Si perviene alla data odierna al seguente risultato finale, con rivalutazione e interessi ponderati a tutt'oggi:

1) capitale iniziale: € 275,43

2) rivalutazione: € 41,87

3) interessi: € 56,99

4) capitale rivalutato + interessi: € 374,29.

A tale somma va infine aggiunta quella di € 1.101.81 per le spese sostenute dagli attori e riconducibili al danno di cui si discute, e quella di € 2.160,00 (pari al 60% della spesa preventivata per la futura ricostruzione del dente).

La prima va maggiorata degli interessi legali maturati dall'esborso all'attualità, pervenendosi così al risultato di € 1.296,19; mentre una ragionevole previsione della lievitazione del prezzo delle protesi dentarie consente, a fini compensativi, di non procedere alla riduzione che sarebbe altrimenti necessaria per non dar luogo al vantaggio che gli appellanti altrimenti otterrebbero per aver goduto del risarcimento durante il periodo anteriore agli esborsi.

Agli appellanti spetta, in definitiva, la somma di € 3.830,48, sulla quale andranno infine conteggiati interessi legali dalla data della presente sentenza al soddisfo.

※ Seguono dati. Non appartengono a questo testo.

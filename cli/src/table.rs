use rms_planner_core::{ImpactReport, Scenario};
use tabled::settings::object::Rows;
use tabled::settings::{Color, Modify, Style};
use tabled::{Table, Tabled};
use unicode_width::{UnicodeWidthChar, UnicodeWidthStr};

const LABEL_WIDTH: usize = 28;

#[derive(Tabled)]
struct ListRow {
    #[tabled(rename = "ID")]
    id: String,
    #[tabled(rename = "Qty")]
    quantity: i64,
    #[tabled(rename = "Start")]
    start: String,
    #[tabled(rename = "End")]
    end: String,
    #[tabled(rename = "Days")]
    days: i64,
    #[tabled(rename = "Label")]
    label: String,
}

#[derive(Tabled)]
struct ReportRow {
    #[tabled(rename = "ID")]
    id: String,
    #[tabled(rename = "Qty")]
    quantity: i64,
    #[tabled(rename = "Start")]
    start: String,
    #[tabled(rename = "End")]
    end: String,
    #[tabled(rename = "Days")]
    days: i64,
    #[tabled(rename = "Label")]
    label: String,
    #[tabled(rename = "At peak")]
    at_peak: String,
}

#[derive(Tabled)]
struct ProfileRow {
    #[tabled(rename = "Date")]
    date: String,
    #[tabled(rename = "Demand")]
    demand: i64,
    #[tabled(rename = "Remaining")]
    remaining: i64,
}

pub fn print_scenarios(scenarios: &[Scenario]) {
    let rows: Vec<ListRow> = scenarios
        .iter()
        .map(|s| ListRow {
            id: s.short_id(),
            quantity: s.quantity,
            start: s.start.format("%Y-%m-%d (%a)").to_string(),
            end: s.end.format("%Y-%m-%d (%a)").to_string(),
            days: s.days(),
            label: truncate(s.label.as_deref().unwrap_or("-"), LABEL_WIDTH),
        })
        .collect();
    println!("{}", styled(Table::new(rows)));
}

pub fn print_report(report: &ImpactReport) {
    let item = report.pool.item.as_deref().unwrap_or("Pool");
    println!(
        "\x1b[1;36m{}\x1b[0m (total: {}, available: {})",
        item, report.pool.total_capacity, report.pool.available_capacity
    );
    println!("  Peak demand:  {}", report.peak_demand);
    if let Some(date) = report.peak_date {
        println!("  Peak date:    {}", date.format("%Y-%m-%d (%a)"));
    }
    if report.oversubscribed {
        println!("  Remaining:    \x1b[1;31m{} (oversubscribed)\x1b[0m", report.remaining_capacity);
    } else {
        println!("  Remaining:    {}", report.remaining_capacity);
    }
    println!("  Utilization:  +{:.1}%", report.utilization_display);

    if report.scenarios.is_empty() {
        println!("\nNo scenarios in the working set.");
        return;
    }

    let rows: Vec<ReportRow> = report
        .scenarios
        .iter()
        .map(|s| ReportRow {
            id: s.short_id.clone(),
            quantity: s.quantity,
            start: s.start.format("%Y-%m-%d").to_string(),
            end: s.end.format("%Y-%m-%d").to_string(),
            days: s.days,
            label: truncate(s.label.as_deref().unwrap_or("-"), LABEL_WIDTH),
            at_peak: if s.active_at_peak { "✔".to_string() } else { String::new() },
        })
        .collect();
    println!("\n{}", styled(Table::new(rows)));

    let profile: Vec<ProfileRow> = report
        .profile
        .iter()
        .map(|p| ProfileRow {
            date: p.date.format("%Y-%m-%d (%a)").to_string(),
            demand: p.demand,
            remaining: report.pool.remaining_after(p.demand),
        })
        .collect();
    println!("\n{}", styled(Table::new(profile)));
}

fn styled(mut table: Table) -> Table {
    table
        .with(Style::modern())
        .with(Modify::new(Rows::first()).with(Color::FG_CYAN));
    table
}

/// Cuts `text` to at most `width` display columns, marking the cut with `…`.
pub fn truncate(text: &str, width: usize) -> String {
    if text.width() <= width {
        return text.to_string();
    }
    let mut out = String::new();
    let mut used = 0;
    for c in text.chars() {
        let w = c.width().unwrap_or(0);
        if used + w + 1 > width {
            break;
        }
        out.push(c);
        used += w;
    }
    out.push('…');
    out
}

#[cfg(test)]
mod tests {
    use super::*;

    #[test]
    fn test_truncate() {
        assert_eq!(truncate("Expo", 10), "Expo");
        assert_eq!(truncate("Spring trade fair", 8), "Spring …");
        // Wide characters take two columns each
        assert_eq!(truncate("展示会の準備", 5), "展示…");
    }
}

9. Le spese del giudizio, sia del primo (fatte oggetto di specifico motivo di appello) che del secondo grado di giudizio, seguono la soccombenza, e si liquidano nei termini precisati in dispositivo.
PQM
P.Q.M.

La Corte, definitivamente pronunziando nella contumacia - che dichiara - di (omissis...) e (omissis...), nella qualità di genitori esercenti la potestà sul figlio (omissis...), in riforma della sentenza del Tribunale di Trapani n. 215/2011 del 05.03.2011, condanna l' (omissis...) SS.", in persona del legale rappresentante pro-tempore, al pagamento, indivisamente in favore di (omissis...) e (omissis...), nella qualità di genitori esercenti la potestà sulla figlia minore (omissis...), della somma di € 3.830,48, oltre ad interessi legali dalla data della presente decisione al soddisfo.

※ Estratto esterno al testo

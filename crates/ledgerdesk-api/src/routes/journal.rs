//! Journal entry endpoints

use axum::extract::{Path, Query, State};
use axum::http::{HeaderMap, StatusCode};
use axum::Json;
use chrono::NaiveDate;
use serde::{Deserialize, Serialize};

use ledgerdesk_core::{
    AccountFilter, DateRange, EntryDraft, EntryIssue, EntryRules, EntryStatus, JournalEntry, JournalEntryItem,
};

use super::caller;
use crate::error::{ApiError, ApiResult, ForCaller};
use crate::AppState;

#[derive(Debug, Default, Deserialize)]
pub struct EntryQuery {
    pub start: Option<NaiveDate>,
    pub end: Option<NaiveDate>,
    pub status: Option<EntryStatus>,
}

impl EntryQuery {
    fn range(&self) -> ApiResult<Option<DateRange>> {
        match (self.start, self.end) {
            (Some(start), Some(end)) => Ok(Some(DateRange::new(start, end))),
            (None, None) => Ok(None),
            _ => Err(ApiError::bad_request("start and end must be given together")),
        }
    }
}

/// Entry header with its complete set of lines
#[derive(Debug, Clone, Deserialize)]
pub struct EntryPayload {
    pub entry: JournalEntry,
    #[serde(default)]
    pub items: Vec<JournalEntryItem>,
}

/// Live feedback for an entry being edited
#[derive(Debug, Serialize)]
pub struct EntryCheck {
    pub balanced: bool,
    pub total_debit: f64,
    pub total_credit: f64,
    pub difference: f64,
    pub issues: Vec<EntryIssue>,
    pub messages: Vec<String>,
}

pub async fn api_journal_entries(
    State(state): State<AppState>,
    headers: HeaderMap,
    Query(query): Query<EntryQuery>,
) -> ApiResult<Json<Vec<JournalEntry>>> {
    let ctx = caller(&headers)?;
    let range = query.range()?;
    Ok(Json(state
        .store
        .list_journal_entries(&ctx, range, query.status)
        .await
        .for_caller(&ctx, "list_journal_entries")?))
}

pub async fn api_journal_entry(
    State(state): State<AppState>,
    headers: HeaderMap,
    Path(id): Path<String>,
) -> ApiResult<Json<JournalEntry>> {
    let ctx = caller(&headers)?;
    let entry = state.store.get_journal_entry(&ctx, &id).await.for_caller(&ctx, "get_journal_entry")?;
    Ok(Json(entry))
}

pub async fn api_upsert_journal_entry(
    State(state): State<AppState>,
    headers: HeaderMap,
    Json(payload): Json<EntryPayload>,
) -> ApiResult<Json<JournalEntry>> {
    let ctx = caller(&headers)?;
    let saved = state
        .store
        .upsert_journal_entry(&ctx, payload.entry, payload.items)
        .await
        .for_caller(&ctx, "upsert_journal_entry")?;
    Ok(Json(saved))
}

/// Check an entry without saving it
pub async fn api_validate_journal_entry(
    State(state): State<AppState>,
    headers: HeaderMap,
    Json(payload): Json<EntryPayload>,
) -> ApiResult<Json<EntryCheck>> {
    let ctx = caller(&headers)?;
    let accounts = state
        .store
        .list_accounts(&ctx, &AccountFilter::default())
        .await
        .for_caller(&ctx, "list_accounts")?;
    let rules = EntryRules::from(&state.config.ledger);

    let mut draft = EntryDraft::with_rules(payload.entry, rules.clone());
    draft.replace_lines(payload.items);

    let mut issues = draft.validate();
    issues.extend(rules.validate_against_chart(draft.lines(), &accounts));

    Ok(Json(EntryCheck {
        balanced: draft.is_balanced(),
        total_debit: draft.total_debit(),
        total_credit: draft.total_credit(),
        difference: draft.difference(),
        messages: issues.iter().map(|i| i.to_string()).collect(),
        issues,
    }))
}

pub async fn api_post_journal_entry(
    State(state): State<AppState>,
    headers: HeaderMap,
    Path(id): Path<String>,
) -> ApiResult<Json<JournalEntry>> {
    let ctx = caller(&headers)?;
    Ok(Json(state.store.post_entry(&ctx, &id).await.for_caller(&ctx, "post_entry")?))
}

pub async fn api_approve_journal_entry(
    State(state): State<AppState>,
    headers: HeaderMap,
    Path(id): Path<String>,
) -> ApiResult<Json<JournalEntry>> {
    let ctx = caller(&headers)?;
    Ok(Json(state.store.approve_entry(&ctx, &id).await.for_caller(&ctx, "approve_entry")?))
}

pub async fn api_delete_journal_entry(
    State(state): State<AppState>,
    headers: HeaderMap,
    Path(id): Path<String>,
) -> ApiResult<StatusCode> {
    let ctx = caller(&headers)?;
    state
        .store
        .delete_journal_entry(&ctx, &id)
        .await
        .for_caller(&ctx, "delete_journal_entry")?;
    Ok(StatusCode::NO_CONTENT)
}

Lo condanna, inoltre, al pagamento delle spese processuali sostenute dagli appellanti, che liquida:

- per il primo grado, in complessivi € 1.584,70, di cui € 1.378,00 per compensi tabellari ed € 206,70 per spese generali, C.P.A. ed I.V.A. come per legge se dovute, oltre al rimborso del contributo unificato ed oltre le spese di C.T.U. come liquidate dal Tribunale;

- per il secondo grado, in complessivi € 1.813,55, di cui € 236,55 per spese generali, C.P.A. ed I.V.A. come per legge se dovute, oltre al rimborso del contributo unificato.

Così deciso in Palermo nella Camera di Consiglio della I^ sezione civile il 4 novembre 2015.

Depositata in Cancelleria il 13 gennaio 2016.